"And I ran
I ran so far away
I just ran
I ran all night and day
I couldn't get away"
I ran so far away
I just ran
I ran all night and day
I couldn't get away"
You might be Usain Bolt fast, but some things you cannot outrun. For years I thought I fled to Sweden to escape my past, run away from it as far as I could, as fast as I could. And I ran. I ran so far away. I ran to a place where the Aurora Borealis is just outside my window, splashing the clear night sky in a beautiful, mystical green color.
And you know what happened? Through one way or another my past caught up with me. I couldn't get away. So I accepted it and embraced it instead. This is my story. I am the writer and I am writing myself into a new storyline. And for the last month, I have been enjoying every second of it.
My life is not so glamorous. 6 languages, 2 university diplomas, 400 business cards collected, countless networking and the best job I could get is taking care of 2 gentle animals, for the most kind and lovely people I have met in Sweden so far, Johannes and Richa. Who invites their dogwalker to a family dinner? I wish them the best.

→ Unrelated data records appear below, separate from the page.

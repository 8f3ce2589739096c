//! Feedback collection
//!
//! Turns a [`FeedbackDraft`] into a [`FeedbackRecord`] bound to the request
//! whose result is currently live. The record is built from the draft and the
//! request id only, so no draft or output text can reach telemetry.

use crate::catalog;
use crate::model::{FeedbackDraft, FeedbackRecord, RequestId};
use crate::store::EphemeralResultStore;
use chrono::{DateTime, Utc};
use std::collections::BTreeSet;
use thiserror::Error;

pub const MIN_RATING: u8 = 1;
pub const MAX_RATING: u8 = 5;

/// Default bound on the free-text comment, in characters
pub const DEFAULT_COMMENT_MAX_CHARS: usize = 1000;

#[derive(Debug, Clone, PartialEq, Eq, Error)]
pub enum FeedbackError {
    #[error("No active result to give feedback on")]
    NoActiveResult,
    #[error("Rating must be between 1 and 5")]
    InvalidRating,
    #[error("Unknown feedback tag: {0}")]
    UnknownTag(String),
    #[error("Comment exceeds {max} characters")]
    CommentTooLong { max: usize },
}

impl FeedbackError {
    pub fn kind(&self) -> &'static str {
        match self {
            FeedbackError::NoActiveResult => "no_active_result",
            FeedbackError::InvalidRating => "invalid_rating",
            FeedbackError::UnknownTag(_) => "unknown_tag",
            FeedbackError::CommentTooLong { .. } => "comment_too_long",
        }
    }
}

/// A rating is required and must fall within 1..=5
pub fn check_rating(rating: Option<u8>) -> Result<u8, FeedbackError> {
    match rating {
        Some(r) if (MIN_RATING..=MAX_RATING).contains(&r) => Ok(r),
        _ => Err(FeedbackError::InvalidRating),
    }
}

#[derive(Debug, Clone, Copy, PartialEq, Eq)]
pub struct FeedbackCollector {
    comment_max_chars: usize,
}

impl Default for FeedbackCollector {
    fn default() -> Self {
        Self::new(DEFAULT_COMMENT_MAX_CHARS)
    }
}

impl FeedbackCollector {
    pub fn new(comment_max_chars: usize) -> Self {
        Self { comment_max_chars }
    }

    /// Validate `draft` against the live result for `request_id`.
    ///
    /// The rating is checked before anything else, so an unrated draft is
    /// always `InvalidRating` regardless of result state.
    pub fn submit(
        &self,
        results: &EphemeralResultStore,
        request_id: RequestId,
        draft: FeedbackDraft,
        now: DateTime<Utc>,
    ) -> Result<FeedbackRecord, FeedbackError> {
        let rating = check_rating(draft.rating)?;

        if results.get_for(request_id, now).is_none() {
            return Err(FeedbackError::NoActiveResult);
        }

        let mut tags = BTreeSet::new();
        for tag in draft.tags {
            if !catalog::is_feedback_tag(&tag) {
                return Err(FeedbackError::UnknownTag(tag));
            }
            tags.insert(tag);
        }

        let comment = draft
            .comment
            .map(|c| c.trim().to_string())
            .filter(|c| !c.is_empty());
        if let Some(comment) = &comment {
            if comment.chars().count() > self.comment_max_chars {
                return Err(FeedbackError::CommentTooLong {
                    max: self.comment_max_chars,
                });
            }
        }

        Ok(FeedbackRecord {
            request_id,
            rating,
            tags,
            comment,
            submitted_at: now,
        })
    }
}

I ran away one more time this year. I reached my hand to touch her face and she started fading away. Like a gloomy beam of light. And I ran. I ran so far away. I couldn't get away.
This time things are similar, but much different. I don't have the time. I need a job, I need to fight daily for my own survival. But I am done running. The next time I will run is in the Stockholm Marathon.
Getting a job here is becoming the biggest challenge I have faced in my whole life. Even bigger than the disappearing of your love, which is like getting impaled and eaten from within. Being unmade. Swedish companies demand you to speak Swedish, even though they often speak English at work. But if you don't speak it, or your name does not end in -sson or you know the king you are in for a rollercoaster ride.
I have been studying intensively Swedish for the past month. I speak pretty ok, I can read and write just fine. Anna has been helping me, Johannes, Josefine and Eleonor all try to speak Swedish with me. But what good is the language when the employers don't respond? Not to emails, not even in SMS or phone calls. Is this multicultural and equality projection of Sweden just a smokescreen? Maybe I am biased from my own experiences so far. I cannot get a break this year. My own thesis examiner has set me back 5 months already from applying officially for my diploma.
I look at my colleagues from my Greek University in the Aegean sea. University of the Aegean, Department of the environment. My sister always tells me I have nothing good to say about any of them. When I see those people that are my "colleagues", being lost in the vast nothingness of space, I start to wonder if there is truly a thing such as luck or in my case being unlucky.
But I am done running. Sometimes, you just need to face your past or your problems, or your fears or anything that bothers you head on, gain momentum and just power through it. And one day, you will gain so much momentum, you will break through the hardest barrier, bend the toughest steel and be in peace with yourself. You make your own history. I will make my own legend and my star will shine bright.